## Records to process
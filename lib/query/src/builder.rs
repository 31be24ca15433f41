use crate::compiler::{ConditionCompiler, BUNDLE_VARIABLE, ENTITY_VARIABLE};
use crate::fragment::{write_statements, Statement};
use crate::serializer::to_variable;
use rdf_entity_model::{
    ConditionNode, GraphId, NamedNode, Paging, QueryError, SortDirection, SortKey,
    VARIABLE_SEPARATOR,
};
use rdf_entity_schema::EntityTypeDefinition;
use std::fmt::{Display, Formatter};

/// The variable that holds the result of a count query.
pub const COUNT_VARIABLE: &str = "count";

/// An entity query ready to be sent to the triple store.
#[derive(Clone, Debug, PartialEq, Eq)]
pub struct SelectQuery {
    is_count: bool,
    graphs: Vec<NamedNode>,
    pattern: Vec<Statement>,
    order: Vec<(SortDirection, String)>,
    paging: Option<Paging>,
}

impl SelectQuery {
    pub fn is_count(&self) -> bool {
        self.is_count
    }

    /// The graphs whose union forms the default graph of the query.
    pub fn graphs(&self) -> &[NamedNode] {
        &self.graphs
    }
}

impl Display for SelectQuery {
    fn fmt(&self, f: &mut Formatter<'_>) -> std::fmt::Result {
        if self.is_count {
            writeln!(
                f,
                "SELECT (COUNT(DISTINCT {ENTITY_VARIABLE}) AS ?{COUNT_VARIABLE})"
            )?;
        } else {
            writeln!(f, "SELECT DISTINCT {ENTITY_VARIABLE}")?;
        }
        for graph in &self.graphs {
            writeln!(f, "FROM {graph}")?;
        }
        writeln!(f, "WHERE {{")?;
        write_statements(f, &self.pattern, 1)?;
        writeln!(f, "}}")?;
        if !self.order.is_empty() {
            let keys = self
                .order
                .iter()
                .map(|(direction, variable)| format!("{}({variable})", direction.keyword()))
                .collect::<Vec<_>>();
            writeln!(f, "ORDER BY {}", keys.join(" "))?;
        }
        if let Some(paging) = self.paging {
            writeln!(f, "LIMIT {}", paging.limit)?;
            writeln!(f, "OFFSET {}", paging.offset)?;
        }
        Ok(())
    }
}

/// Builds entity queries of one entity type.
#[derive(Clone, Copy, Debug)]
pub struct QueryBuilder<'a> {
    definition: &'a EntityTypeDefinition,
}

impl<'a> QueryBuilder<'a> {
    pub fn new(definition: &'a EntityTypeDefinition) -> Self {
        Self { definition }
    }

    /// Builds the query that selects (or counts) the entities matching `conditions`.
    ///
    /// Without explicit `graphs`, the default graph set of the entity type is queried. If the
    /// top level of `conditions` restricts the bundle, only the graphs of these bundles are part
    /// of the dataset. Count queries ignore `sorts` and `paging`.
    pub fn build(
        &self,
        conditions: &ConditionNode,
        sorts: &[SortKey],
        paging: Option<Paging>,
        is_count: bool,
        graphs: Option<&[GraphId]>,
    ) -> Result<SelectQuery, QueryError> {
        let compiler = ConditionCompiler::new(self.definition);
        let catalog = self.definition.catalog();

        let graph_ids = catalog.resolve(graphs)?;
        let bundles = compiler.top_level_bundles(conditions);
        let graph_uris = catalog.graph_uris(&graph_ids, bundles.as_deref());

        let mut pattern = Vec::new();
        if graph_uris.is_empty() {
            tracing::debug!("No graph hosts the requested bundles, the query has no results");
            pattern.push(Statement::values(ENTITY_VARIABLE, Vec::new()));
        }
        pattern.extend(compiler.compile(conditions)?.into_statements());

        let mut order = Vec::new();
        if !is_count {
            for sort in sorts {
                if let Some((variable, sort_pattern)) = self.sort_variable(sort) {
                    pattern.extend(sort_pattern);
                    order.push((sort.direction, variable));
                }
            }
        }

        Ok(SelectQuery {
            is_count,
            graphs: graph_uris,
            pattern,
            order,
            paging: paging.filter(|_| !is_count),
        })
    }

    /// Returns the variable to order by and the pattern that binds it.
    ///
    /// Entities without a value for the sort field are kept. Sort keys on unmapped fields are
    /// ignored.
    fn sort_variable(&self, sort: &SortKey) -> Option<(String, Vec<Statement>)> {
        let schema = self.definition.schema();
        if sort.field == schema.id_key {
            return Some((ENTITY_VARIABLE.to_owned(), Vec::new()));
        }
        if sort.field == schema.bundle_key {
            return Some((BUNDLE_VARIABLE.to_owned(), Vec::new()));
        }

        let mapping = match self.definition.mappings().resolve(
            &sort.field,
            sort.column.as_ref(),
            None,
        ) {
            Ok(mapping) => mapping,
            Err(error) => {
                tracing::debug!("Ignoring sort key: {error}");
                return None;
            }
        };
        let variable = format!(
            "{}{VARIABLE_SEPARATOR}sort",
            to_variable(&mapping.field_column.variable_name(), false)
        );
        let optional = match mapping.single_predicate() {
            Some(predicate) => vec![Statement::triple(
                ENTITY_VARIABLE,
                predicate.to_string(),
                variable.clone(),
            )],
            None => {
                let predicate_variable = format!("{variable}{VARIABLE_SEPARATOR}predicate");
                vec![
                    Statement::triple(
                        ENTITY_VARIABLE,
                        predicate_variable.clone(),
                        variable.clone(),
                    ),
                    Statement::values(
                        predicate_variable,
                        mapping.predicates.iter().map(ToString::to_string).collect(),
                    ),
                ]
            }
        };
        Some((variable, vec![Statement::Optional(optional)]))
    }
}

#[cfg(test)]
#[allow(clippy::non_ascii_literal, reason = "Variables use the middle dot separator")]
mod tests {
    use super::*;
    use crate::test_fixtures::fruit_schema;
    use insta::assert_snapshot;
    use rdf_entity_model::{Condition, ConditionGroup, ConditionValue, Operator};

    fn fruit_tree() -> ConditionNode {
        ConditionGroup::and()
            .condition(Condition::new("type", "fruit", Operator::Eq))
            .condition(Condition::new("text", "p", Operator::Contains))
            .into()
    }

    #[test]
    fn select_with_sort_and_paging() {
        let schema = fruit_schema();
        let builder = QueryBuilder::new(schema.entity_type("rdf_entity").unwrap());
        let sorts = [
            SortKey::new("id", SortDirection::Ascending),
            SortKey::new("label", SortDirection::Descending),
            SortKey::new("price", SortDirection::Ascending),
        ];
        let query = builder
            .build(&fruit_tree(), &sorts, Some(Paging::range(0, 2)), false, None)
            .unwrap();
        assert_snapshot!(query, @r#"
        SELECT DISTINCT ?entity
        FROM <http://example.com/fruit/published>
        FROM <http://example.com/fruit/draft>
        WHERE {
          ?entity <http://www.w3.org/1999/02/22-rdf-syntax-ns#type> ?bundle .
          VALUES ?bundle { <http://example.com/fruit> }
          ?entity <http://example.com/text> ?text·value .
          FILTER (CONTAINS(LCASE(STR(?text·value)), LCASE(STR("p"))))
          OPTIONAL {
            ?entity <http://www.w3.org/2000/01/rdf-schema#label> ?label·value·sort .
          }
        }
        ORDER BY ASC(?entity) DESC(?label·value·sort)
        LIMIT 2
        OFFSET 0
        "#);
        spargebra::Query::parse(&query.to_string(), None).unwrap();
    }

    #[test]
    fn count_ignores_sort_and_paging() {
        let schema = fruit_schema();
        let builder = QueryBuilder::new(schema.entity_type("rdf_entity").unwrap());
        let sorts = [SortKey::new("id", SortDirection::Ascending)];
        let query = builder
            .build(
                &ConditionGroup::and().into(),
                &sorts,
                Some(Paging::page(3, 10)),
                true,
                Some(&[GraphId::new("foo")]),
            )
            .unwrap();
        assert_snapshot!(query, @r"
        SELECT (COUNT(DISTINCT ?entity) AS ?count)
        FROM <http://example.com/fruit/foo>
        WHERE {
          ?entity <http://www.w3.org/1999/02/22-rdf-syntax-ns#type> ?bundle .
          VALUES ?bundle { <http://example.com/fruit> <http://example.com/vegetable> }
        }
        ");
        spargebra::Query::parse(&query.to_string(), None).unwrap();
    }

    #[test]
    fn pruned_graph_set_yields_empty_result() {
        let schema = fruit_schema();
        let builder = QueryBuilder::new(schema.entity_type("rdf_entity").unwrap());
        let tree = Condition::new("type", "vegetable", Operator::Eq).into();
        let query = builder
            .build(&tree, &[], None, false, Some(&[GraphId::new("foo")]))
            .unwrap();
        assert!(query.graphs().is_empty());
        assert_snapshot!(query, @r"
        SELECT DISTINCT ?entity
        WHERE {
          VALUES ?entity { }
          ?entity <http://www.w3.org/1999/02/22-rdf-syntax-ns#type> ?bundle .
          VALUES ?bundle { <http://example.com/vegetable> }
        }
        ");
        spargebra::Query::parse(&query.to_string(), None).unwrap();
    }

    #[test]
    fn ambiguous_sort_key() {
        let schema = fruit_schema();
        let builder = QueryBuilder::new(schema.entity_type("rdf_entity").unwrap());
        let sorts = [SortKey::new("color", SortDirection::Ascending)];
        let query = builder
            .build(&ConditionGroup::and().into(), &sorts, None, false, None)
            .unwrap();
        assert_snapshot!(query, @r"
        SELECT DISTINCT ?entity
        FROM <http://example.com/fruit/published>
        FROM <http://example.com/vegetable/published>
        FROM <http://example.com/fruit/draft>
        FROM <http://example.com/vegetable/draft>
        WHERE {
          ?entity <http://www.w3.org/1999/02/22-rdf-syntax-ns#type> ?bundle .
          VALUES ?bundle { <http://example.com/fruit> <http://example.com/vegetable> }
          OPTIONAL {
            ?entity ?color·value·sort·predicate ?color·value·sort .
            VALUES ?color·value·sort·predicate { <http://example.com/color> <http://example.com/vegetable_color> }
          }
        }
        ORDER BY ASC(?color·value·sort)
        ");
        spargebra::Query::parse(&query.to_string(), None).unwrap();
    }

    #[test]
    fn unknown_graph() {
        let schema = fruit_schema();
        let builder = QueryBuilder::new(schema.entity_type("rdf_entity").unwrap());
        let result = builder.build(
            &ConditionGroup::and().into(),
            &[],
            None,
            false,
            Some(&[GraphId::new("archive")]),
        );
        assert!(matches!(result, Err(QueryError::GraphNotFound { .. })));
    }

    #[test]
    fn compiled_conditions_parse() {
        let schema = fruit_schema();
        let builder = QueryBuilder::new(schema.entity_type("rdf_entity").unwrap());
        let tree = ConditionGroup::or()
            .condition(Condition::new("label", "%pp%", Operator::NotLike).with_language("en"))
            .group(
                ConditionGroup::and()
                    .condition(Condition::new("type", ["fruit"], Operator::NotIn))
                    .condition(Condition::new("weight", ["1", "5"], Operator::Between))
                    .condition(Condition::new("origin", ConditionValue::Null, Operator::Exists)),
            )
            .condition(Condition::new("id", "http://example.com/apple", Operator::GtEq))
            .into();
        let query = builder.build(&tree, &[], None, false, None).unwrap();
        spargebra::Query::parse(&query.to_string(), None).unwrap();
    }
}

## How to complete this task
Using the material above, state how many lines carry the word "label", giving the number alone.

## Answer to this task
4